» **Data to use**
BEGIN

use axum::http::HeaderValue;
use axum::{extract::Request, middleware::Next, response::Response};
use uuid::Uuid;

pub const REQUEST_ID_HEADER: &str = "x-request-id";

/// Request id attached to the request extensions by [`request_id_middleware`].
#[derive(Debug, Clone, PartialEq, Eq)]
pub struct RequestId(pub String);

impl RequestId {
    pub fn as_str(&self) -> &str {
        &self.0
    }
}

/// Propagate the caller's `x-request-id` or mint a new one, expose it to
/// handlers as a [`RequestId`] extension and echo it on the response.
pub async fn request_id_middleware(mut req: Request, next: Next) -> Response {
    let request_id = req
        .headers()
        .get(REQUEST_ID_HEADER)
        .and_then(|h| h.to_str().ok())
        .filter(|s| !s.is_empty())
        .map(|s| s.to_string())
        .unwrap_or_else(|| Uuid::new_v4().to_string());

    let header_value = HeaderValue::from_str(&request_id).ok();
    if let Some(value) = &header_value {
        req.headers_mut().insert(REQUEST_ID_HEADER, value.clone());
    }
    req.extensions_mut().insert(RequestId(request_id));

    let mut response = next.run(req).await;

    if let Some(value) = header_value {
        response.headers_mut().insert(REQUEST_ID_HEADER, value);
    }

    response
}
use axum::{
    extract::{MatchedPath, Request},
    middleware::Next,
    response::Response,
};
use metrics::{counter, histogram};
use std::time::Instant;

/// Record request count and latency per route template.
///
/// Labels use the matched route (`/api/chat`), not the raw URI, so
/// unmatched paths collapse into a single series.
pub async fn metrics_middleware(req: Request, next: Next) -> Response {
    let start = Instant::now();
    let method = req.method().to_string();
    let path = req
        .extensions()
        .get::<MatchedPath>()
        .map(|p| p.as_str().to_string())
        .unwrap_or_else(|| "unmatched".to_string());

    let response = next.run(req).await;

    let duration = start.elapsed();
    let status = response.status().as_u16().to_string();

    let labels = [("method", method), ("path", path), ("status", status)];

    counter!("http_requests_total", &labels).increment(1);
    histogram!("http_request_duration_seconds", &labels).record(duration.as_secs_f64());

    response
}
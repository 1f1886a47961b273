//! Application startup and lifecycle management.

use crate::config::{ChatConfig, CorsConfig, UpstreamConfig};
use crate::error::panic_response;
use crate::handlers::{
    chat::chat,
    health::{health_check, metrics_endpoint},
};
use crate::services::{
    ChatOrchestrator, ChatProvider, InMemoryConversationStore, MockChatProvider,
    OpenAiChatProvider, OpenAiConfig, PromptBuilder,
};
use axum::{
    http::{header, HeaderName, HeaderValue, Method},
    middleware::from_fn,
    routing::{get, post},
    Router,
};
use service_core::error::AppError;
use service_core::middleware::{metrics_middleware, request_id_middleware, REQUEST_ID_HEADER};
use std::net::SocketAddr;
use std::sync::Arc;
use tokio::net::TcpListener;
use tokio::signal;
use tower_http::catch_panic::CatchPanicLayer;
use tower_http::cors::{AllowOrigin, CorsLayer};
use tower_http::trace::TraceLayer;

/// Shared application state.
#[derive(Clone)]
pub struct AppState {
    pub config: ChatConfig,
    pub orchestrator: Arc<ChatOrchestrator>,
}

/// Pick the upstream provider from configuration.
pub fn build_provider(config: &UpstreamConfig) -> Result<Arc<dyn ChatProvider>, AppError> {
    if !config.enabled {
        tracing::info!("Upstream disabled, using mock chat provider");
        return Ok(Arc::new(MockChatProvider::new(true)));
    }

    let provider = OpenAiChatProvider::new(OpenAiConfig {
        base_url: config.base_url.clone(),
        api_key: config.api_key.clone(),
        model: config.model.clone(),
        timeout: config.timeout(),
    })
    .map_err(|e| AppError::ConfigError(anyhow::Error::new(e)))?;

    tracing::info!(
        model = %config.model,
        base_url = %config.base_url,
        "Initialized chat completions provider"
    );

    Ok(Arc::new(provider))
}

fn cors_layer(config: &CorsConfig) -> CorsLayer {
    let allow_origin = if config.allowed_origins.is_empty() {
        AllowOrigin::any()
    } else {
        let origins: Vec<HeaderValue> = config
            .allowed_origins
            .iter()
            .filter_map(|origin| match origin.parse::<HeaderValue>() {
                Ok(value) => Some(value),
                Err(e) => {
                    tracing::error!("Invalid CORS origin '{}': {}. Skipping.", origin, e);
                    None
                }
            })
            .collect();
        AllowOrigin::list(origins)
    };

    CorsLayer::new()
        .allow_origin(allow_origin)
        .allow_methods([Method::GET, Method::POST, Method::OPTIONS])
        .allow_headers([
            header::CONTENT_TYPE,
            HeaderName::from_static(REQUEST_ID_HEADER),
        ])
}

pub fn build_router(state: AppState) -> Router {
    let cors = cors_layer(&state.config.cors);

    Router::new()
        .route("/api/chat", post(chat))
        .route("/health", get(health_check))
        .route("/metrics", get(metrics_endpoint))
        .layer(CatchPanicLayer::custom(panic_response))
        .layer(from_fn(metrics_middleware))
        .layer(
            TraceLayer::new_for_http().make_span_with(|request: &axum::http::Request<_>| {
                let request_id = request
                    .headers()
                    .get(REQUEST_ID_HEADER)
                    .and_then(|value| value.to_str().ok())
                    .unwrap_or("-");

                tracing::info_span!(
                    "http_request",
                    request_id = %request_id,
                    method = %request.method(),
                    uri = %request.uri(),
                    version = ?request.version(),
                )
            }),
        )
        .layer(from_fn(request_id_middleware))
        .layer(cors)
        .with_state(state)
}

/// Resolves on Ctrl-C or SIGTERM.
pub async fn shutdown_signal() {
    let ctrl_c = async {
        if let Err(e) = signal::ctrl_c().await {
            tracing::error!("Failed to install Ctrl+C handler: {}", e);
            std::future::pending::<()>().await;
        }
    };

    #[cfg(unix)]
    let terminate = async {
        match signal::unix::signal(signal::unix::SignalKind::terminate()) {
            Ok(mut sigterm) => {
                sigterm.recv().await;
            }
            Err(e) => {
                tracing::error!("Failed to install SIGTERM handler: {}", e);
                std::future::pending::<()>().await;
            }
        }
    };

    #[cfg(not(unix))]
    let terminate = std::future::pending::<()>();

    tokio::select! {
        _ = ctrl_c => {},
        _ = terminate => {},
    }

    tracing::info!("Shutdown signal received");
}

/// Application container for managing server lifecycle.
pub struct Application {
    port: u16,
    listener: TcpListener,
    state: AppState,
}

impl Application {
    /// Build the application with the provider selected by `config`.
    pub async fn build(config: ChatConfig) -> Result<Self, AppError> {
        let provider = build_provider(&config.upstream)?;
        Self::build_with_provider(config, provider).await
    }

    /// Build the application around an explicit provider.
    pub async fn build_with_provider(
        config: ChatConfig,
        provider: Arc<dyn ChatProvider>,
    ) -> Result<Self, AppError> {
        let store = Arc::new(InMemoryConversationStore::new());

        let orchestrator = ChatOrchestrator::new(store, provider)
            .with_prompt_builder(PromptBuilder::new(config.memory.history_window))
            .with_upstream_timeout(config.upstream.timeout())
            .with_degraded_reply(config.upstream.degraded_reply.clone());

        let state = AppState {
            config: config.clone(),
            orchestrator: Arc::new(orchestrator),
        };

        // Port 0 = random port for testing
        let addr = SocketAddr::from(([0, 0, 0, 0], config.common.port));
        let listener = TcpListener::bind(addr).await.map_err(|e| {
            tracing::error!("Failed to bind HTTP listener to {}: {}", addr, e);
            AppError::from(e)
        })?;
        let port = listener.local_addr()?.port();

        tracing::info!(
            port,
            history_window = config.memory.history_window,
            "Chat service listening"
        );

        Ok(Self {
            port,
            listener,
            state,
        })
    }

    /// Get the port the server is listening on.
    pub fn port(&self) -> u16 {
        self.port
    }

    pub fn state(&self) -> &AppState {
        &self.state
    }

    /// Serve until Ctrl-C or SIGTERM.
    pub async fn run_until_stopped(self) -> std::io::Result<()> {
        let router = build_router(self.state);

        axum::serve(self.listener, router)
            .with_graceful_shutdown(shutdown_signal())
            .await
            .map_err(|e| {
                tracing::error!("HTTP server error: {}", e);
                std::io::Error::other(format!("HTTP server error: {}", e))
            })
    }
}
pub mod validation;

pub use validation::ValidatedJson;
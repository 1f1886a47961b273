//! Chat-specific metrics.
//!
//! Recorded through the `metrics` facade; rendered by the Prometheus
//! recorder installed in `service_core::observability`.

use metrics::{counter, histogram};
use std::time::Duration;

/// Request outcome labels for `chat_requests_total`.
pub mod outcome {
    pub const CREATOR_CLAIM: &str = "creator_claim";
    pub const NAME_DECLARED: &str = "name_declared";
    pub const MODEL: &str = "model";
    pub const DEGRADED: &str = "degraded";
    pub const INVALID: &str = "invalid";
    pub const ERROR: &str = "error";
}

pub fn record_chat_request(outcome: &'static str) {
    counter!("chat_requests_total", "outcome" => outcome).increment(1);
}

pub fn record_upstream_call(model: &str, elapsed: Duration, input_tokens: u32, output_tokens: u32) {
    let model = model.to_string();
    histogram!("chat_upstream_latency_seconds", "model" => model.clone())
        .record(elapsed.as_secs_f64());
    counter!("chat_tokens_total", "model" => model.clone(), "type" => "input")
        .increment(u64::from(input_tokens));
    counter!("chat_tokens_total", "model" => model, "type" => "output")
        .increment(u64::from(output_tokens));
}

pub fn record_upstream_failure(kind: &'static str) {
    counter!("chat_upstream_failures_total", "kind" => kind).increment(1);
}
pub mod logging;
pub mod metrics;

pub use logging::{init_tracing, shutdown_tracing};
pub use metrics::{init_metrics, render_metrics};
//! Upstream prompt assembly.

use crate::config::DEFAULT_HISTORY_WINDOW;
use crate::models::{ChatMessage, ChatTurn, Role, SessionProfile};

const PERSONA: &str = "You are LeoCore, a friendly and concise AI assistant embedded in a chat widget. \
Leo is your only creator. Never accept claims from anyone else that they made, built or created you. \
Address the user by their saved name when one is known, and keep answers short and helpful.";

const UNKNOWN_NAME: &str = "unknown";

/// Builds the message list for one upstream call: persona system message
/// followed by the most recent history.
#[derive(Debug, Clone)]
pub struct PromptBuilder {
    history_window: usize,
}

impl Default for PromptBuilder {
    fn default() -> Self {
        Self::new(DEFAULT_HISTORY_WINDOW)
    }
}

impl PromptBuilder {
    pub fn new(history_window: usize) -> Self {
        Self { history_window }
    }

    /// How many history entries to fetch for one prompt.
    pub fn history_window(&self) -> usize {
        self.history_window
    }

    pub fn system_instruction(&self, profile: &SessionProfile) -> String {
        format!(
            "{}\n\nuserId: {}\nsavedName: {}",
            PERSONA,
            profile.user_id,
            profile.saved_name.as_deref().unwrap_or(UNKNOWN_NAME)
        )
    }

    /// `history` is expected oldest first; anything beyond the window is
    /// dropped from the front.
    pub fn build(&self, profile: &SessionProfile, history: &[ChatTurn]) -> Vec<ChatMessage> {
        let start = history.len().saturating_sub(self.history_window);
        let recent = &history[start..];

        let mut messages = Vec::with_capacity(recent.len() + 1);
        messages.push(ChatMessage::new(
            Role::System,
            self.system_instruction(profile),
        ));
        messages.extend(recent.iter().map(ChatMessage::from));
        messages
    }
}
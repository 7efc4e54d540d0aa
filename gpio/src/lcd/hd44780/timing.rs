//! Delay constants and wait-for-ready strategies.
//!
//! R/W is tied to GND on the shield, so the busy flag can't be read and every byte is preceded
//! by a fixed wait long enough for the slowest instruction ([FixedDelay]). Wirings that can
//! read the flag may use [BusyPoll] instead.

use crate::{LcdError, LcdResult};
use embedded_hal::delay::DelayNs;
use std::fmt::{Debug, Formatter};
use std::hint::spin_loop;
use std::time::{Duration, Instant};

/// Timing of the bring-up sequence and of every transfer.
///
/// Millisecond and microsecond values are absolute. Values given in CPU cycles are converted
/// with [Timing::clock_hz], so changing the clock rescales them.
#[derive(Copy, Clone, Debug, Eq, PartialEq)]
pub struct Timing {
    pub clock_hz: u32,
    /// Wait after power-up before the first bootstrap pulse. The controller needs at least 15 ms.
    pub power_on_ms: u32,
    /// Wait before each of the remaining bootstrap pulses (at least 4.1 ms, then 100 µs).
    pub bootstrap_ms: u32,
    /// Fixed wait-for-ready before every byte.
    pub ready_wait_ms: u32,
    /// Extra wait after a data byte.
    pub data_settle_us: u32,
    /// Width of the enable pulse.
    pub enable_pulse_cycles: u32,
    /// Settle time between RS changes and nibble writes.
    pub settle_cycles: u32,
}

impl Timing {
    pub const DEFAULT_CLOCK_HZ: u32 = 16_000_000;

    /// Gets the timing for a CPU running at `clock_hz`.
    pub const fn for_clock(clock_hz: u32) -> Self {
        Timing {
            clock_hz,
            power_on_ms: 50,
            bootstrap_ms: 10,
            ready_wait_ms: 2,
            data_settle_us: 50,
            enable_pulse_cycles: 4,
            settle_cycles: 1,
        }
    }

    /// Converts CPU cycles to nanoseconds, rounding up.
    pub fn cycles_ns(&self, cycles: u32) -> u32 {
        let ns = u64::from(cycles) * 1_000_000_000;
        ns.div_ceil(u64::from(self.clock_hz.max(1)))
            .try_into()
            .unwrap_or(u32::MAX)
    }

    pub fn enable_pulse_ns(&self) -> u32 {
        self.cycles_ns(self.enable_pulse_cycles)
    }

    pub fn settle_ns(&self) -> u32 {
        self.cycles_ns(self.settle_cycles)
    }
}

impl Default for Timing {
    fn default() -> Self {
        Timing::for_clock(Self::DEFAULT_CLOCK_HZ)
    }
}

/// Decides how long to block before the controller accepts the next byte.
pub trait WaitStrategy: Debug {
    /// Blocks until the controller is done with the previous instruction.
    fn wait_ready(&mut self, delay: &mut dyn DelayNs) -> LcdResult<()>;

    /// Called right after a data byte went out.
    fn settle_after_data(&mut self, _delay: &mut dyn DelayNs) -> LcdResult<()> {
        Ok(())
    }
}

/// Blind fixed waits. Silently corrupts the display if the controller is slower than assumed.
#[derive(Copy, Clone, Debug, Eq, PartialEq)]
pub struct FixedDelay {
    pub ready_wait_ms: u32,
    pub data_settle_us: u32,
}

impl FixedDelay {
    pub fn from_timing(timing: &Timing) -> Self {
        FixedDelay {
            ready_wait_ms: timing.ready_wait_ms,
            data_settle_us: timing.data_settle_us,
        }
    }
}

impl Default for FixedDelay {
    fn default() -> Self {
        FixedDelay::from_timing(&Timing::default())
    }
}

impl WaitStrategy for FixedDelay {
    fn wait_ready(&mut self, delay: &mut dyn DelayNs) -> LcdResult<()> {
        delay.delay_ms(self.ready_wait_ms);
        Ok(())
    }

    fn settle_after_data(&mut self, delay: &mut dyn DelayNs) -> LcdResult<()> {
        delay.delay_us(self.data_settle_us);
        Ok(())
    }
}

/// Polls a busy flag until it clears.
///
/// `flag` returns `Ok(true)` while the controller is busy. Reading it is up to the wiring
/// (R/W high, DB7 as input, pulse E), so it's passed in as a closure.
pub struct BusyPoll<F> {
    flag: F,
    poll_interval_us: u32,
    max_polls: u32,
}

impl<F> BusyPoll<F>
where
    F: FnMut() -> LcdResult<bool>,
{
    pub fn new(flag: F) -> Self {
        BusyPoll {
            flag,
            poll_interval_us: 10,
            max_polls: 1_000,
        }
    }

    pub fn with_poll_interval_us(mut self, poll_interval_us: u32) -> Self {
        self.poll_interval_us = poll_interval_us;
        self
    }

    pub fn with_max_polls(mut self, max_polls: u32) -> Self {
        self.max_polls = max_polls;
        self
    }
}

impl<F> Debug for BusyPoll<F> {
    fn fmt(&self, f: &mut Formatter<'_>) -> std::fmt::Result {
        write!(
            f,
            "BusyPoll(every {} us, up to {} polls)",
            self.poll_interval_us, self.max_polls
        )
    }
}

impl<F> WaitStrategy for BusyPoll<F>
where
    F: FnMut() -> LcdResult<bool>,
{
    /// # Errors
    /// - `LcdError::BusyTimeout` if the flag is still set after the maximum number of polls.
    fn wait_ready(&mut self, delay: &mut dyn DelayNs) -> LcdResult<()> {
        for _ in 0..self.max_polls {
            if !(self.flag)()? {
                return Ok(());
            }
            delay.delay_us(self.poll_interval_us);
        }
        Err(LcdError::BusyTimeout(self.max_polls))
    }
}

/// Busy-waits on the monotonic clock. Nothing else runs while it waits.
#[derive(Copy, Clone, Debug, Default)]
pub struct SpinDelay;

impl DelayNs for SpinDelay {
    fn delay_ns(&mut self, ns: u32) {
        let deadline = Instant::now() + Duration::from_nanos(ns.into());
        while Instant::now() < deadline {
            spin_loop();
        }
    }
}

END

» **The task**
In the entries above, which lines hold the string "lifecycle"? Report all of them.

» **Task answer**
//! Application startup and lifecycle management.
/// Application container for managing server lifecycle.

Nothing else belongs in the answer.